Unless the Court rules in favor of the States, it does not have to issue a decision about the scope of the injunction ordered by the district court and upheld by the Third Circuit Court of Appeals. However, even if the Court rules in favor of the Trump Administration, it may want to weigh in on the practice of district courts issuing national injunctions for federal policies. This practice has become more common in the last decade, and is controversial. Proponents of national injunctions argue they are necessary to ensure the law is uniform throughout the country. Critics of nationwide injunctions contend they are overly broad, and do not give the opportunity for other courts to decide the issue for their jurisdiction. In a case brought by California and four other states challenging the Trump Administration’s interim final regulations for contraceptive coverage, the 9th Circuit Court of Appeals limited the scope of the preliminary injunction issued by the district court to plaintiff states. Attorney General Barr has called for an end to nationwide injunctions. Justice Thomas wrote in a concurring opinion in Trump v. Hawaii in 2019 that nationwide injunction are “legally and historically dubious.” If the Court issues a ruling limiting the scope of injunctions, the decision could impact other cases challenging federal policies and result in federal policies becoming effective in some states, while being blocked in other states.
Conclusion
The Supreme Court will likely publish its ruling in late June 2020. The Obama administration tried to accommodate employers with religious objections and still guarantee women full contraceptive coverage without cost sharing. In contrast, the Trump Administration has acknowledged they do not think this is possible, and have prioritized broad exemptions for employers over women’s coverage. While the case once again pits the rights of women to receive health insurance that includes no-cost coverage for contraceptive services and supplies against those of employers who hold religious and moral objections to contraceptives, the ruling could have implications that go far beyond birth control coverage for thousands of women.
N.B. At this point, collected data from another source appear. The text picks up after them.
#[cfg(test)]
mod tests {
    use super::*;
    use std::collections::VecDeque;

    use async_trait::async_trait;
    use tokio::time::{sleep, timeout};

    use crate::core::logic::ConditionType;
    use crate::core::transport::{LinkStateCell, TransportKind};

    /// Transport double: reads come from a queue, writes are recorded.
    struct MockTransport {
        state: LinkStateCell,
        inbound: std::sync::Mutex<VecDeque<Vec<u8>>>,
        written: std::sync::Mutex<Vec<String>>,
        /// Writes starting with this prefix fail while the link stays up
        rejected: std::sync::Mutex<Option<String>>,
    }

    impl MockTransport {
        fn connected() -> Arc<Self> {
            let transport = Self {
                state: LinkStateCell::new("mock"),
                inbound: std::sync::Mutex::new(VecDeque::new()),
                written: std::sync::Mutex::new(Vec::new()),
                rejected: std::sync::Mutex::new(None),
            };
            transport.state.set(LinkState::Connected);
            Arc::new(transport)
        }

        fn feed(&self, text: &str) {
            self.inbound.lock().unwrap().push_back(text.as_bytes().to_vec());
        }

        fn written(&self) -> Vec<String> {
            self.written.lock().unwrap().clone()
        }

        fn reject_writes(&self, prefix: &str) {
            *self.rejected.lock().unwrap() = Some(prefix.to_string());
        }

        fn drop_link(&self) {
            self.state.set(LinkState::Disconnected);
        }
    }

    #[async_trait]
    impl DeviceTransport for MockTransport {
        fn kind(&self) -> TransportKind {
            TransportKind::Serial
        }

        fn name(&self) -> String {
            "mock".to_string()
        }

        fn state(&self) -> LinkState {
            self.state.get()
        }

        fn watch_state(&self) -> watch::Receiver<LinkState> {
            self.state.subscribe()
        }

        async fn close(&self) -> Result<()> {
            self.state.set(LinkState::Disconnected);
            Ok(())
        }

        async fn read(&self) -> Result<Option<Vec<u8>>> {
            if !self.is_connected() {
                return Err(BridgeError::NotConnected);
            }
            Ok(Some(self.inbound.lock().unwrap().pop_front().unwrap_or_default()))
        }

        async fn write(&self, text: &str) -> Result<()> {
            if !self.is_connected() {
                return Err(BridgeError::NotConnected);
            }
            if let Some(prefix) = self.rejected.lock().unwrap().as_deref() {
                if text.starts_with(prefix) {
                    return Err(BridgeError::WriteError("port stalled".into()));
                }
            }
            self.written.lock().unwrap().push(text.to_string());
            Ok(())
        }
    }

    fn session() -> BridgeSession {
        BridgeSession::new(&EngineConfig {
            poll_interval_ms: 5,
            ..Default::default()
        })
    }

    async fn wait_for_write(transport: &MockTransport, line: &str) {
        timeout(Duration::from_secs(2), async {
            while !transport.written().iter().any(|w| w == line) {
                sleep(Duration::from_millis(5)).await;
            }
        })
        .await
        .unwrap_or_else(|_| panic!("{} never sent, got {:?}", line, transport.written()));
    }

    #[tokio::test]
    async fn test_and_rule_drives_output_from_inbound_frames() {
        let session = session();
        let transport = MockTransport::connected();
        session.attach(transport.clone()).await;

        session
            .configure_rule(LogicRule::new(16, ConditionType::And, vec![32, 33], true))
            .await
            .unwrap();
        assert_eq!(transport.written(), vec!["SET_LOGIC:16:AND:32,33:1"]);

        transport.feed("GPIO:32:1\nGPIO:3");
        transport.feed("3:1\n");
        wait_for_write(&transport, "SET_GPIO:16:1").await;

        assert!(session.pin(16).await.unwrap().value);
        let received: Vec<String> = session
            .messages()
            .into_iter()
            .filter(|m| m.direction == MessageDirection::Received)
            .map(|m| m.content)
            .collect();
        assert_eq!(received, vec!["GPIO:32:1", "GPIO:33:1"]);
    }

    #[tokio::test]
    async fn test_configure_rule_drives_immediately() {
        let session = session();
        let transport = MockTransport::connected();
        session.attach(transport.clone()).await;

        session
            .configure_rule(LogicRule::new(17, ConditionType::Not, vec![35], true))
            .await
            .unwrap();
        assert_eq!(
            transport.written(),
            vec!["SET_LOGIC:17:NOT:35:1", "SET_GPIO:17:1"]
        );
        assert_eq!(session.rules().await.len(), 1);
    }

    #[tokio::test]
    async fn test_override_blocks_rule_until_reconfigured() {
        let session = session();
        let transport = MockTransport::connected();
        session.attach(transport.clone()).await;

        let rule = LogicRule::new(16, ConditionType::Or, vec![32], true);
        session.configure_rule(rule.clone()).await.unwrap();
        session.set_pin(16, true).await.unwrap();
        assert!(session.is_overridden(16).await);

        transport.feed("GPIO:32:1\nGPIO:32:0\n");
        sleep(Duration::from_millis(100)).await;
        assert!(session.pin(16).await.unwrap().value);
        assert_eq!(
            transport.written().iter().filter(|w| w.starts_with("SET_GPIO:16")).count(),
            1
        );

        session.configure_rule(rule).await.unwrap();
        assert!(!session.is_overridden(16).await);
        assert!(!session.pin(16).await.unwrap().value);
        assert_eq!(transport.written().last().unwrap(), "SET_GPIO:16:0");
    }

    #[tokio::test]
    async fn test_failed_set_pin_restores_override_and_value() {
        let session = session();
        let transport = MockTransport::connected();
        session.attach(transport.clone()).await;

        session
            .configure_rule(LogicRule::new(16, ConditionType::Or, vec![32], true))
            .await
            .unwrap();
        transport.reject_writes("SET_GPIO");

        assert!(matches!(
            session.set_pin(16, true).await,
            Err(BridgeError::WriteError(_))
        ));
        assert!(!session.is_overridden(16).await);
        assert!(!session.pin(16).await.unwrap().value);
        assert_eq!(session.rules().await.len(), 1);
    }

    #[tokio::test]
    async fn test_failed_rule_push_restores_rules_and_outputs() {
        let session = session();
        let transport = MockTransport::connected();
        session.attach(transport.clone()).await;

        session.set_pin(17, true).await.unwrap();
        transport.reject_writes("SET_LOGIC");

        assert!(session
            .configure_rule(LogicRule::new(16, ConditionType::Not, vec![35], true))
            .await
            .is_err());
        assert!(session.rules().await.is_empty());
        assert!(!session.pin(16).await.unwrap().value);
        assert!(session.pin(17).await.unwrap().value);
        assert!(session.is_overridden(17).await);
        assert_eq!(transport.written(), vec!["SET_GPIO:17:1"]);
        assert!(!session.messages().iter().any(|m| m.content.starts_with("SET_LOGIC")));
    }

    #[tokio::test]
    async fn test_set_pin_rejects_inputs() {
        let session = session();
        let transport = MockTransport::connected();
        session.attach(transport.clone()).await;

        assert!(matches!(
            session.set_pin(32, true).await,
            Err(BridgeError::InvalidDirection(32))
        ));
        assert!(!session.pin(32).await.unwrap().value);
        assert!(transport.written().is_empty());
    }

    #[tokio::test]
    async fn test_status_events() {
        let session = session();
        let transport = MockTransport::connected();
        let mut status = session.on_status();
        session.attach(transport.clone()).await;

        transport.feed("ADC:34:1234\nERROR:Unknown command: X\nhello\nLOGIC:18:XOR:32,33:1\n");

        let mut events = Vec::new();
        while events.len() < 4 {
            events.push(
                timeout(Duration::from_secs(2), status.recv())
                    .await
                    .unwrap()
                    .unwrap(),
            );
        }
        assert_eq!(
            events,
            vec![
                StatusEvent::Analog { pin: 34, value: 1234 },
                StatusEvent::DeviceError {
                    message: "Unknown command: X".to_string()
                },
                StatusEvent::Malformed {
                    line: "hello".to_string()
                },
                StatusEvent::Rule(LogicRule::new(18, ConditionType::Xor, vec![32, 33], true)),
            ]
        );
        assert_eq!(session.analog(34).await, Some(1234));
        assert_eq!(session.rules().await.len(), 1);
    }

    #[tokio::test]
    async fn test_no_evaluation_while_disconnected() {
        let session = session();
        let transport = MockTransport::connected();
        session.attach(transport.clone()).await;
        session
            .configure_rule(LogicRule::new(16, ConditionType::And, vec![32], true))
            .await
            .unwrap();

        transport.drop_link();
        timeout(
            Duration::from_secs(1),
            session
                .watch_connection()
                .wait_for(|s| *s == LinkState::Disconnected),
        )
        .await
        .unwrap()
        .unwrap();

        session.handle_line("GPIO:32:1").await;
        sleep(Duration::from_millis(50)).await;
        assert_eq!(transport.written(), vec!["SET_LOGIC:16:AND:32:1"]);
        assert!(!session.pin(16).await.unwrap().value);
        assert!(matches!(
            session.send_raw("GET_GPIO_STATE").await,
            Err(BridgeError::NotConnected)
        ));
    }

    #[tokio::test]
    async fn test_attach_reports_link_state_at_once() {
        let session = session();
        let states = session.watch_connection();
        let transport = MockTransport::connected();

        session.attach(transport.clone()).await;
        assert_eq!(session.connection_state(), LinkState::Connected);
        assert_eq!(*states.borrow(), LinkState::Connected);
    }

    #[tokio::test]
    async fn test_disconnect_is_idempotent() {
        let session = session();
        let transport = MockTransport::connected();
        session.attach(transport.clone()).await;

        session.disconnect().await.unwrap();
        assert_eq!(transport.state(), LinkState::Disconnected);
        assert_eq!(session.connection_state(), LinkState::Disconnected);
        session.disconnect().await.unwrap();
        assert_eq!(session.connection_state(), LinkState::Disconnected);
    }

    #[tokio::test]
    async fn test_send_raw_is_logged() {
        let session = session();
        let transport = MockTransport::connected();
        session.attach(transport.clone()).await;

        session.request_state().await.unwrap();
        assert_eq!(transport.written(), vec!["GET_GPIO_STATE"]);
        assert!(session.export_messages().ends_with("> GET_GPIO_STATE\n"));

        session.clear_messages();
        assert!(session.messages().is_empty());
    }

    #[tokio::test]
    async fn test_reconfigure_replaces_pin_table() {
        let session = session();
        assert!(session.pin(2).await.is_some());

        session
            .reconfigure_pins(&[
                PinConfig::output(13, "RELAY"),
                PinConfig::input(14, "BUTTON"),
            ])
            .await;
        assert!(session.pin(2).await.is_none());
        assert_eq!(session.pins().await.len(), 2);

        let transport = MockTransport::connected();
        session.attach(transport.clone()).await;
        session.set_pin(13, true).await.unwrap();
        assert!(matches!(
            session.set_pin(14, true).await,
            Err(BridgeError::InvalidDirection(14))
        ));
        assert_eq!(transport.written(), vec!["SET_GPIO:13:1"]);
    }
}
The decision could also pave the way for broad exemptions to other laws protecting LGBTQ people, people living with HIV, and others from discrimination in the work place, in health care settings, in housing, and other areas of society. The contraceptive coverage provision of the ACA has been one of the most litigated aspects of the law. This could be final case or if the Court does not allow these broad exemptions, employers with religious or moral objections will likely continue to challenge the regulations.